In practice: you highlight a chart in a slide and ask for a clearer label. You select a cell range in a spreadsheet and ask for a revenue visualisation. Codex makes that specific change without touching anything around it.
Before this, making a targeted edit to an AI-generated output often meant regenerating the whole thing and hoping the parts you liked survived. That’s a real friction point, and annotations remove it. The interaction model shifts from “generate and hope” to something closer to how you’d work with a good editor: point, describe, iterate.
The Bigger Pattern and What this really means
Knowledge work has three bottlenecks that haven’t changed much in years. Tool fragmentation – you’re running eight apps that don’t talk. Static deliverables – slides go stale the moment they leave a meeting. All-or-nothing edits – you can’t fix one thing without risking everything else.
Plugins address the first. Sites addresses the second. Annotations address the third.
The question worth sitting with: what’s one thing you build repeatedly, in a tool that makes it harder than it needs to be, that you’d build differently if you could describe it in plain language instead?
That’s where to start.

Interested in travel or photography, read last week’s LensLetter newsletter about lens flare and how it affects your photo?
Read last week’s JustDraft about research agent to get morning brief using Hermes Agent.
Two Quotes to Inspire
Software used to be an asset you maintained. It’s becoming an interface you generate. The teams that understand this earliest will move differently.
A good leader does not remove every problem. They remove the confusion that makes small problems feel bigger than they are.

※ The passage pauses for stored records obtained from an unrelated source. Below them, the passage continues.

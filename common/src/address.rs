//! Pixel → IPv6 destination encoding.
//!
//! Layout of the low 64 bits (address bytes 8..16):
//!
//! ```text
//!  8      10     12  13  14  15
//! +------+------+---+---+---+---+
//! |  x   |  y   | b | g | r | a |
//! +------+------+---+---+---+---+
//! ```
//!
//! `x` and `y` are big-endian. The same layout is used by every backend.

use crate::{ConfigError, Pixel};
use rkyv::{Archive, Deserialize, Serialize};
use std::{fmt, net::Ipv6Addr, str::FromStr};

/// Size of the board the clipping policy assumes.
pub const DISPLAY_WIDTH: u32 = 1920;
pub const DISPLAY_HEIGHT: u32 = 1080;

/// The network half of every destination address.
#[derive(Clone, Copy, Debug, PartialEq, Eq)]
pub struct Prefix([u8; 8]);

impl Prefix {
    /// The prefix with an all-zero pixel payload.
    pub fn base(&self) -> Ipv6Addr {
        let mut octets = [0; 16];
        octets[..8].copy_from_slice(&self.0);
        Ipv6Addr::from(octets)
    }
}

impl FromStr for Prefix {
    type Err = ConfigError;

    /// Accepts `2001:db8::/64`, `2001:db8::` or the bare network half
    /// `2001:610:1908:a000`.
    fn from_str(s: &str) -> Result<Self, Self::Err> {
        let (addr, len) = match s.split_once('/') {
            Some((addr, len)) => {
                let len: u8 = len
                    .parse()
                    .map_err(|_| ConfigError::InvalidPrefixLength(s.to_string()))?;
                (addr, Some(len))
            }
            None => (s, None),
        };

        if let Some(len) = len {
            if len > 64 {
                return Err(ConfigError::PrefixTooLong(len));
            }
        }

        let ip = addr
            .parse::<Ipv6Addr>()
            .or_else(|_| format!("{addr}::").parse::<Ipv6Addr>())
            .map_err(|source| ConfigError::InvalidPrefix {
                input: s.to_string(),
                source,
            })?;

        let mut network = [0; 8];
        network.copy_from_slice(&ip.octets()[..8]);
        Ok(Self(network))
    }
}

impl fmt::Display for Prefix {
    fn fmt(&self, f: &mut fmt::Formatter<'_>) -> fmt::Result {
        write!(f, "{}/64", self.base())
    }
}

/// What the encoder does with coordinates that leave the board.
#[derive(Clone, Copy, Debug, Default, PartialEq, Eq)]
pub enum ClipPolicy {
    /// Truncate to 16 bits and let the coordinate wrap.
    #[default]
    Wrap,
    /// Drop pixels outside `[0, width) × [0, height)`.
    Clip { width: u32, height: u32 },
}

impl ClipPolicy {
    pub fn display() -> Self {
        Self::Clip {
            width: DISPLAY_WIDTH,
            height: DISPLAY_HEIGHT,
        }
    }
}

/// Decoded view of an address's low 64 bits.
#[derive(Clone, Copy, Debug, PartialEq, Eq)]
pub struct PixelPayload {
    pub x: u16,
    pub y: u16,
    pub r: u8,
    pub g: u8,
    pub b: u8,
    pub a: u8,
}

#[derive(Archive, Clone, Copy, Debug, Deserialize, Hash, PartialEq, Eq, Serialize)]
pub struct DestinationAddress([u8; 16]);

impl DestinationAddress {
    pub fn new(prefix: Prefix, payload: PixelPayload) -> Self {
        let mut octets = [0; 16];
        octets[..8].copy_from_slice(&prefix.0);
        octets[8..10].copy_from_slice(&payload.x.to_be_bytes());
        octets[10..12].copy_from_slice(&payload.y.to_be_bytes());
        octets[12] = payload.b;
        octets[13] = payload.g;
        octets[14] = payload.r;
        octets[15] = payload.a;
        Self(octets)
    }

    #[inline]
    pub fn octets(&self) -> &[u8; 16] {
        &self.0
    }

    pub fn payload(&self) -> PixelPayload {
        let o = &self.0;
        PixelPayload {
            x: u16::from_be_bytes([o[8], o[9]]),
            y: u16::from_be_bytes([o[10], o[11]]),
            b: o[12],
            g: o[13],
            r: o[14],
            a: o[15],
        }
    }
}

impl From<[u8; 16]> for DestinationAddress {
    fn from(octets: [u8; 16]) -> Self {
        Self(octets)
    }
}

impl From<DestinationAddress> for Ipv6Addr {
    fn from(addr: DestinationAddress) -> Self {
        Ipv6Addr::from(addr.0)
    }
}

impl fmt::Display for DestinationAddress {
    fn fmt(&self, f: &mut fmt::Formatter<'_>) -> fmt::Result {
        Ipv6Addr::from(self.0).fmt(f)
    }
}

pub struct AddressEncoder {
    prefix: Prefix,
    offset: (i32, i32),
    clip: ClipPolicy,
}

impl AddressEncoder {
    pub fn new(prefix: Prefix, offset: (i32, i32), clip: ClipPolicy) -> Self {
        Self {
            prefix,
            offset,
            clip,
        }
    }

    pub fn prefix(&self) -> Prefix {
        self.prefix
    }

    /// Encodes one pixel. Returns `None` only when clipping drops it.
    pub fn encode(&self, pixel: &Pixel) -> Option<DestinationAddress> {
        let x = i64::from(pixel.x) + i64::from(self.offset.0);
        let y = i64::from(pixel.y) + i64::from(self.offset.1);

        if let ClipPolicy::Clip { width, height } = self.clip {
            if !(0..i64::from(width)).contains(&x) || !(0..i64::from(height)).contains(&y) {
                return None;
            }
        }

        let payload = PixelPayload {
            x: x as u16,
            y: y as u16,
            r: (pixel.r >> 8) as u8,
            g: (pixel.g >> 8) as u8,
            b: (pixel.b >> 8) as u8,
            a: pixel.a,
        };

        Some(DestinationAddress::new(self.prefix, payload))
    }

    pub fn encode_all(&self, pixels: &[Pixel]) -> Vec<DestinationAddress> {
        pixels.iter().filter_map(|pixel| self.encode(pixel)).collect()
    }
}

#[cfg(test)]
mod tests {
    use super::*;
    use pretty_assertions::assert_eq;

    fn pixel(x: u32, y: u32, [r, g, b]: [u8; 3], a: u8) -> Pixel {
        Pixel {
            x,
            y,
            r: u16::from(r) << 8 | u16::from(r),
            g: u16::from(g) << 8 | u16::from(g),
            b: u16::from(b) << 8 | u16::from(b),
            a,
        }
    }

    #[test]
    fn parses_prefix_spellings() {
        let expected: Ipv6Addr = "2001:610:1908:a000::".parse().unwrap();
        for input in [
            "2001:610:1908:a000",
            "2001:610:1908:a000::",
            "2001:610:1908:a000::/64",
            "2001:610:1908:a000::/48",
        ] {
            assert_eq!(input.parse::<Prefix>().unwrap().base(), expected, "{input}");
        }
    }

    #[test]
    fn rejects_bad_prefixes() {
        assert!(matches!(
            "not-an-address".parse::<Prefix>(),
            Err(ConfigError::InvalidPrefix { .. })
        ));
        assert!(matches!(
            "2001:db8::/96".parse::<Prefix>(),
            Err(ConfigError::PrefixTooLong(96))
        ));
        assert!(matches!(
            "2001:db8::/x".parse::<Prefix>(),
            Err(ConfigError::InvalidPrefixLength(_))
        ));
    }

    #[test]
    fn field_layout_is_bit_exact() {
        let prefix: Prefix = "2001:db8::/64".parse().unwrap();
        let encoder = AddressEncoder::new(prefix, (0, 0), ClipPolicy::Wrap);
        let addr = encoder
            .encode(&pixel(0x0102, 0x0304, [0xaa, 0xbb, 0xcc], 0xdd))
            .unwrap();

        assert_eq!(
            addr.octets(),
            &[
                0x20, 0x01, 0x0d, 0xb8, 0, 0, 0, 0, 0x01, 0x02, 0x03, 0x04, 0xcc, 0xbb, 0xaa, 0xdd
            ]
        );
        assert_eq!(addr.to_string(), "2001:db8::102:304:ccbb:aadd");
    }

    #[test]
    fn payload_round_trips_with_offsets() {
        let prefix: Prefix = "2001:db8::".parse().unwrap();
        let encoder = AddressEncoder::new(prefix, (100, -5), ClipPolicy::Wrap);

        for (x, y, rgb, a) in [
            (0, 5, [0, 0, 0], 1),
            (17, 900, [255, 128, 1], 255),
            (65435, 65540, [9, 8, 7], 6),
        ] {
            let payload = encoder.encode(&pixel(x, y, rgb, a)).unwrap().payload();
            assert_eq!(
                payload,
                PixelPayload {
                    x: (x + 100) as u16,
                    y: (y - 5) as u16,
                    r: rgb[0],
                    g: rgb[1],
                    b: rgb[2],
                    a,
                }
            );
        }
    }

    #[test]
    fn wrap_truncates_out_of_range_coordinates() {
        let prefix: Prefix = "2001:db8::".parse().unwrap();
        let encoder = AddressEncoder::new(prefix, (-1, 65536), ClipPolicy::Wrap);
        let payload = encoder.encode(&pixel(0, 2, [1, 2, 3], 4)).unwrap().payload();
        assert_eq!((payload.x, payload.y), (0xffff, 2));
    }

    #[test]
    fn clip_drops_pixels_outside_the_display() {
        let prefix: Prefix = "2001:db8::".parse().unwrap();
        let encoder = AddressEncoder::new(prefix, (1900, -1), ClipPolicy::display());
        let pixels = [
            pixel(0, 0, [1, 1, 1], 255),
            pixel(19, 1, [2, 2, 2], 255),
            pixel(20, 1, [3, 3, 3], 255),
            pixel(5, 1081, [4, 4, 4], 255),
        ];

        let payloads: Vec<_> = encoder
            .encode_all(&pixels)
            .iter()
            .map(|addr| (addr.payload().x, addr.payload().y))
            .collect();
        assert_eq!(payloads, vec![(1919, 0)]);
    }
}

One Passage Summary From My Bookshelf
Christensen’s central argument is that well-managed companies fail not because they make mistakes, but because they do everything right, they listen to their best customers, invest in their most profitable products, and ignore markets that seem too small or too immature to matter. This is the dilemma. The very practices that make a company successful also make it vulnerable to disruption from below.
What makes this book remarkable is how precisely it identifies the pattern. Disruptive technologies rarely arrive by beating incumbents at their own game. They arrive by serving a segment the incumbent wasn’t paying attention to usually a smaller, less profitable one, and then moving upmarket once the technology matures. By the time the original leader notices, the ground has shifted. This is the book that explains why strong companies lose, and it’s more relevant to what’s happening in enterprise software right now than most recent AI analysis.